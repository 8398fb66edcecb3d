//! SyntaxKind enum for the Ripple CST.
//!
//! A superset of `TokenKind` (mapped to SCREAMING_SNAKE_CASE) plus composite
//! node kinds produced by the parser. The first two values are sentinels
//! used by the event-based parser.

use ripple_common::token::TokenKind;

/// Every kind of syntax element in the Ripple CST.
#[derive(Debug, Clone, Copy, PartialEq, Eq, PartialOrd, Ord, Hash)]
#[repr(u16)]
#[allow(non_camel_case_types)]
pub enum SyntaxKind {
    // ── Sentinels ──────────────────────────────────────────────────────
    /// Placeholder kind for unfinished parser events.
    TOMBSTONE = 0,
    /// Wrapper for tokens skipped during error recovery.
    ERROR_NODE = 1,

    // ── Keywords ───────────────────────────────────────────────────────
    AND_KW,
    APPLY_KW,
    APPLY_MODIFIED_KW,
    APPLY_UPDATE_PRIORITY_KW,
    APPLY_UPDATE_PRIORITY_EXTERN_KW,
    BOOL_KW,
    BREAK_KW,
    COMPLEX_KW,
    CONST_KW,
    DELETE_KW,
    DO_KW,
    DOUBLE_KW,
    DST_FILTER_KW,
    EDGESET_KW,
    ELEMENT_KW,
    ELIF_KW,
    ELSE_KW,
    END_KW,
    EXPORT_KW,
    EXTERN_KW,
    FALSE_KW,
    FILTER_KW,
    FLOAT_KW,
    FOR_KW,
    FROM_KW,
    FUNC_KW,
    GRID_KW,
    IF_KW,
    IN_KW,
    INOUT_KW,
    INT_KW,
    INTERSECTION_KW,
    LIST_KW,
    LOAD_KW,
    MAP_KW,
    MATRIX_KW,
    NEW_KW,
    NOT_KW,
    OPAQUE_KW,
    OR_KW,
    PRINT_KW,
    PRINTLN_KW,
    PRIORITY_QUEUE_KW,
    REDUCE_KW,
    SET_KW,
    SRC_FILTER_KW,
    STRING_KW,
    TENSOR_KW,
    TEST_KW,
    THROUGH_KW,
    TO_KW,
    TRUE_KW,
    UINT_KW,
    UINT_64_KW,
    VAR_KW,
    VECTOR_KW,
    VERTEXSET_KW,
    WHERE_KW,
    WHILE_KW,
    XOR_KW,

    // ── Operators ──────────────────────────────────────────────────────
    /// `=`
    ASSIGN,
    /// `==`
    EQ,
    /// `!=`
    NEQ,
    /// `<=`
    LE,
    /// `>=`
    GE,
    /// `<`
    L_ANGLE,
    /// `>`
    R_ANGLE,
    PLUS,
    MINUS,
    STAR,
    SLASH,
    BACKSLASH,
    DOT_STAR,
    DOT_SLASH,
    CARET,
    /// `'`
    TRANSPOSE,
    R_ARROW,
    NUMBER_SIGN,
    PLUS_REDUCE,
    MIN_REDUCE,
    MAX_REDUCE,
    ASYNC_MIN_REDUCE,
    ASYNC_MAX_REDUCE,
    PERIOD,
    COMMA,
    SEMICOLON,
    COLON,

    // ── Delimiters ─────────────────────────────────────────────────────
    L_PAREN,
    R_PAREN,
    L_BRACKET,
    R_BRACKET,
    L_BRACE,
    R_BRACE,

    // ── Literals and identifiers ───────────────────────────────────────
    IDENT,
    INT_LITERAL,
    FLOAT_LITERAL,
    STRING_LITERAL,

    // ── Trivia and special ─────────────────────────────────────────────
    WHITESPACE,
    COMMENT,
    EOF,
    ERROR,

    // ── Composite: program elements ────────────────────────────────────
    /// Root node of a parsed source file.
    PROGRAM,
    /// `element Vertex ... end`
    ELEMENT_TYPE_DECL,
    /// A field inside an element declaration: `rank : vector{Vertex}(float);`
    FIELD_DECL,
    /// `extern vertices : vertexset{Vertex};`
    EXTERN_DECL,
    /// `[export|extern] func name<G>(args) -> (results) body end`
    FUNC_DECL,
    /// `<T, 0:N>` on a function declaration.
    GENERIC_PARAM_LIST,
    /// One generic parameter, possibly range-tagged (`0 : N`).
    GENERIC_PARAM,
    /// `(a : int, b : float)`
    PARAM_LIST,
    /// One `name : type` binding in a parameter or result list.
    PARAM,
    /// `-> (y : int)` result bindings.
    RESULT_LIST,
    /// `const name [: type] [= init];`
    CONST_DECL,
    /// `var name [: type] [= init];`
    VAR_DECL,
    /// `%! func(args) == expected;`
    TEST_DECL,
    /// A name in a definition position.
    NAME,

    // ── Composite: statements ──────────────────────────────────────────
    STMT_BLOCK,
    /// `# label # stmt`
    LABELED_STMT,
    /// The `# ident #` part of a labeled statement.
    STMT_LABEL,
    IF_STMT,
    /// `else ...` or `elif ...` continuation of an if statement.
    ELSE_CLAUSE,
    WHILE_STMT,
    /// `do body end while cond`
    DO_WHILE_STMT,
    /// `for i in lo:hi body end`
    FOR_STMT,
    /// The `lo:hi` domain of a for statement.
    RANGE_DOMAIN,
    PRINT_STMT,
    BREAK_STMT,
    /// `delete expr;`
    DELETE_STMT,
    EXPR_STMT,
    /// `lhs1, lhs2 = expr;`
    ASSIGN_STMT,
    /// `lhs += expr;` and the min=/max=/async variants.
    REDUCE_STMT,

    // ── Composite: expressions ─────────────────────────────────────────
    /// Two-operand expression with the operator token in between.
    BINARY_EXPR,
    /// N-ary equality/relational chain: `a < b <= c`.
    EQ_EXPR,
    /// `not expr`
    NOT_EXPR,
    /// Unary `-`/`+` sign.
    NEG_EXPR,
    /// Postfix `'`.
    TRANSPOSE_EXPR,
    /// `tensor[indices]`
    TENSOR_READ_EXPR,
    /// `expr.field`
    FIELD_READ_EXPR,
    /// `expr.method(args)`
    METHOD_CALL_EXPR,
    /// `f(args)` or `f<V>(args)` or `expr.f(args)` when `f` is a declared
    /// function.
    CALL_EXPR,
    /// The apply family: `expr.apply(f)`, `.applyModified(f, field[, b])`,
    /// `.applyUpdatePriority(f)`, `.applyUpdatePriorityExtern(f)`.
    APPLY_EXPR,
    /// `expr.where(p)` / `expr.filter(p)`
    WHERE_EXPR,
    /// `expr.from(f)` / `expr.srcFilter(f)` -- absorbed by a following apply.
    FROM_FILTER,
    /// `expr.to(f)` / `expr.dstFilter(f)` -- absorbed by a following apply.
    TO_FILTER,
    /// `intersection(a, b, na, nb [, ref])`
    INTERSECTION_EXPR,
    /// `load (path)`
    LOAD_EXPR,
    /// `map f to S [through T] [reduce +]`
    MAP_EXPR,
    /// `new vertexset{Elt}([n])`
    VERTEX_SET_ALLOC_EXPR,
    /// `new list{T}([n])`
    LIST_ALLOC_EXPR,
    /// `new vector[...]{Elt}(scalar)()`
    VECTOR_ALLOC_EXPR,
    /// `new priority_queue{Elt}(prio)(...)`
    PRIORITY_QUEUE_ALLOC_EXPR,
    PAREN_EXPR,
    /// Identifier used as an expression.
    VAR_EXPR,
    /// Identifier bound to a range generic parameter.
    RANGE_CONST,
    /// Int/float/bool/string literal.
    LITERAL,
    /// Dense tensor literal `[1, 2; 3, 4]`, possibly nested.
    TENSOR_LITERAL,
    /// `t(0)` where `t` is tuple-typed.
    UNNAMED_TUPLE_READ_EXPR,
    /// `t.elem` where `t` is tuple-typed.
    NAMED_TUPLE_READ_EXPR,
    ARG_LIST,

    // ── Composite: types ───────────────────────────────────────────────
    SCALAR_TYPE,
    /// tensor/vector/matrix block type, with optional element anchor.
    ND_TENSOR_TYPE,
    /// A bare identifier used as an element type.
    ELEMENT_TYPE,
    /// `vertexset{Vertex}`
    VERTEX_SET_TYPE,
    /// `edgeset{Edge}(Vertex, Vertex [, weight])`
    EDGE_SET_TYPE,
    /// `list{T}`
    LIST_TYPE,
    /// `set{E}(endpoints)` -- homogeneous or heterogeneous.
    SET_TYPE,
    /// `grid[d]{E}(S)`
    GRID_SET_TYPE,
    /// `(a : A, b : B)`
    NAMED_TUPLE_TYPE,
    /// `(E * n)`
    UNNAMED_TUPLE_TYPE,
    /// One `name : element` entry of a named tuple type.
    TUPLE_ELEMENT,
    /// The integer length of an unnamed tuple type.
    TUPLE_LENGTH,
    /// `priority_queue{Elt}(prio)`
    PRIORITY_QUEUE_TYPE,
    OPAQUE_TYPE,
    /// Integer index set in a tensor type.
    RANGE_INDEX_SET,
    /// Named index set (a set-valued identifier).
    SET_INDEX_SET,
    /// One endpoint of an unstructured set type.
    ENDPOINT,
}

impl SyntaxKind {
    /// Whether this kind is trivia (preserved in the CST, invisible to the
    /// parser's lookahead).
    pub fn is_trivia(self) -> bool {
        matches!(self, SyntaxKind::WHITESPACE | SyntaxKind::COMMENT)
    }
}

impl From<TokenKind> for SyntaxKind {
    fn from(kind: TokenKind) -> Self {
        match kind {
            TokenKind::And => SyntaxKind::AND_KW,
            TokenKind::Apply => SyntaxKind::APPLY_KW,
            TokenKind::ApplyModified => SyntaxKind::APPLY_MODIFIED_KW,
            TokenKind::ApplyUpdatePriority => SyntaxKind::APPLY_UPDATE_PRIORITY_KW,
            TokenKind::ApplyUpdatePriorityExtern => {
                SyntaxKind::APPLY_UPDATE_PRIORITY_EXTERN_KW
            }
            TokenKind::Bool => SyntaxKind::BOOL_KW,
            TokenKind::Break => SyntaxKind::BREAK_KW,
            TokenKind::Complex => SyntaxKind::COMPLEX_KW,
            TokenKind::Const => SyntaxKind::CONST_KW,
            TokenKind::Delete => SyntaxKind::DELETE_KW,
            TokenKind::Do => SyntaxKind::DO_KW,
            TokenKind::Double => SyntaxKind::DOUBLE_KW,
            TokenKind::DstFilter => SyntaxKind::DST_FILTER_KW,
            TokenKind::EdgeSet => SyntaxKind::EDGESET_KW,
            TokenKind::Element => SyntaxKind::ELEMENT_KW,
            TokenKind::Elif => SyntaxKind::ELIF_KW,
            TokenKind::Else => SyntaxKind::ELSE_KW,
            TokenKind::End => SyntaxKind::END_KW,
            TokenKind::Export => SyntaxKind::EXPORT_KW,
            TokenKind::Extern => SyntaxKind::EXTERN_KW,
            TokenKind::False => SyntaxKind::FALSE_KW,
            TokenKind::Filter => SyntaxKind::FILTER_KW,
            TokenKind::Float => SyntaxKind::FLOAT_KW,
            TokenKind::For => SyntaxKind::FOR_KW,
            TokenKind::From => SyntaxKind::FROM_KW,
            TokenKind::Func => SyntaxKind::FUNC_KW,
            TokenKind::Grid => SyntaxKind::GRID_KW,
            TokenKind::If => SyntaxKind::IF_KW,
            TokenKind::In => SyntaxKind::IN_KW,
            TokenKind::InOut => SyntaxKind::INOUT_KW,
            TokenKind::Int => SyntaxKind::INT_KW,
            TokenKind::Intersection => SyntaxKind::INTERSECTION_KW,
            TokenKind::List => SyntaxKind::LIST_KW,
            TokenKind::Load => SyntaxKind::LOAD_KW,
            TokenKind::Map => SyntaxKind::MAP_KW,
            TokenKind::Matrix => SyntaxKind::MATRIX_KW,
            TokenKind::New => SyntaxKind::NEW_KW,
            TokenKind::Not => SyntaxKind::NOT_KW,
            TokenKind::Opaque => SyntaxKind::OPAQUE_KW,
            TokenKind::Or => SyntaxKind::OR_KW,
            TokenKind::Print => SyntaxKind::PRINT_KW,
            TokenKind::Println => SyntaxKind::PRINTLN_KW,
            TokenKind::PriorityQueue => SyntaxKind::PRIORITY_QUEUE_KW,
            TokenKind::Reduce => SyntaxKind::REDUCE_KW,
            TokenKind::Set => SyntaxKind::SET_KW,
            TokenKind::SrcFilter => SyntaxKind::SRC_FILTER_KW,
            TokenKind::StringKw => SyntaxKind::STRING_KW,
            TokenKind::Tensor => SyntaxKind::TENSOR_KW,
            TokenKind::Test => SyntaxKind::TEST_KW,
            TokenKind::Through => SyntaxKind::THROUGH_KW,
            TokenKind::To => SyntaxKind::TO_KW,
            TokenKind::True => SyntaxKind::TRUE_KW,
            TokenKind::Uint => SyntaxKind::UINT_KW,
            TokenKind::Uint64 => SyntaxKind::UINT_64_KW,
            TokenKind::Var => SyntaxKind::VAR_KW,
            TokenKind::Vector => SyntaxKind::VECTOR_KW,
            TokenKind::VertexSet => SyntaxKind::VERTEXSET_KW,
            TokenKind::Where => SyntaxKind::WHERE_KW,
            TokenKind::While => SyntaxKind::WHILE_KW,
            TokenKind::Xor => SyntaxKind::XOR_KW,
            TokenKind::Assign => SyntaxKind::ASSIGN,
            TokenKind::Eq => SyntaxKind::EQ,
            TokenKind::Ne => SyntaxKind::NEQ,
            TokenKind::Le => SyntaxKind::LE,
            TokenKind::Ge => SyntaxKind::GE,
            TokenKind::LAngle => SyntaxKind::L_ANGLE,
            TokenKind::RAngle => SyntaxKind::R_ANGLE,
            TokenKind::Plus => SyntaxKind::PLUS,
            TokenKind::Minus => SyntaxKind::MINUS,
            TokenKind::Star => SyntaxKind::STAR,
            TokenKind::Slash => SyntaxKind::SLASH,
            TokenKind::Backslash => SyntaxKind::BACKSLASH,
            TokenKind::DotStar => SyntaxKind::DOT_STAR,
            TokenKind::DotSlash => SyntaxKind::DOT_SLASH,
            TokenKind::Caret => SyntaxKind::CARET,
            TokenKind::Transpose => SyntaxKind::TRANSPOSE,
            TokenKind::RArrow => SyntaxKind::R_ARROW,
            TokenKind::NumberSign => SyntaxKind::NUMBER_SIGN,
            TokenKind::PlusReduce => SyntaxKind::PLUS_REDUCE,
            TokenKind::MinReduce => SyntaxKind::MIN_REDUCE,
            TokenKind::MaxReduce => SyntaxKind::MAX_REDUCE,
            TokenKind::AsyncMinReduce => SyntaxKind::ASYNC_MIN_REDUCE,
            TokenKind::AsyncMaxReduce => SyntaxKind::ASYNC_MAX_REDUCE,
            TokenKind::Period => SyntaxKind::PERIOD,
            TokenKind::Comma => SyntaxKind::COMMA,
            TokenKind::Semicolon => SyntaxKind::SEMICOLON,
            TokenKind::Colon => SyntaxKind::COLON,
            TokenKind::LParen => SyntaxKind::L_PAREN,
            TokenKind::RParen => SyntaxKind::R_PAREN,
            TokenKind::LBracket => SyntaxKind::L_BRACKET,
            TokenKind::RBracket => SyntaxKind::R_BRACKET,
            TokenKind::LBrace => SyntaxKind::L_BRACE,
            TokenKind::RBrace => SyntaxKind::R_BRACE,
            TokenKind::Ident => SyntaxKind::IDENT,
            TokenKind::IntLiteral => SyntaxKind::INT_LITERAL,
            TokenKind::FloatLiteral => SyntaxKind::FLOAT_LITERAL,
            TokenKind::StringLiteral => SyntaxKind::STRING_LITERAL,
            TokenKind::Whitespace => SyntaxKind::WHITESPACE,
            TokenKind::Comment => SyntaxKind::COMMENT,
            TokenKind::Eof => SyntaxKind::EOF,
            TokenKind::Error => SyntaxKind::ERROR,
        }
    }
}

#[cfg(test)]
mod tests {
    use super::*;

    #[test]
    fn sentinels_are_first_values() {
        assert_eq!(SyntaxKind::TOMBSTONE as u16, 0);
        assert_eq!(SyntaxKind::ERROR_NODE as u16, 1);
    }

    #[test]
    fn trivia_kinds_identified() {
        assert!(SyntaxKind::WHITESPACE.is_trivia());
        assert!(SyntaxKind::COMMENT.is_trivia());
        assert!(!SyntaxKind::IDENT.is_trivia());
        assert!(!SyntaxKind::PROGRAM.is_trivia());
    }

    #[test]
    fn token_kinds_convert() {
        assert_eq!(SyntaxKind::from(TokenKind::Func), SyntaxKind::FUNC_KW);
        assert_eq!(SyntaxKind::from(TokenKind::ApplyModified), SyntaxKind::APPLY_MODIFIED_KW);
        assert_eq!(SyntaxKind::from(TokenKind::MinReduce), SyntaxKind::MIN_REDUCE);
        assert_eq!(SyntaxKind::from(TokenKind::Transpose), SyntaxKind::TRANSPOSE);
        assert_eq!(SyntaxKind::from(TokenKind::Eof), SyntaxKind::EOF);
    }
}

..............................

§ **WHAT TO PRODUCE**
Output the data exactly, from the first line through the line that holds "#[repr(u16)]", so that no later line appears.

§ **TASK RESULT**
repository 8398fb66edcecb3d
//! SyntaxKind enum for the Ripple CST.
//!
//! A superset of `TokenKind` (mapped to SCREAMING_SNAKE_CASE) plus composite
//! node kinds produced by the parser. The first two values are sentinels
//! used by the event-based parser.

use ripple_common::token::TokenKind;

/// Every kind of syntax element in the Ripple CST.
#[derive(Debug, Clone, Copy, PartialEq, Eq, PartialOrd, Ord, Hash)]
#[repr(u16)]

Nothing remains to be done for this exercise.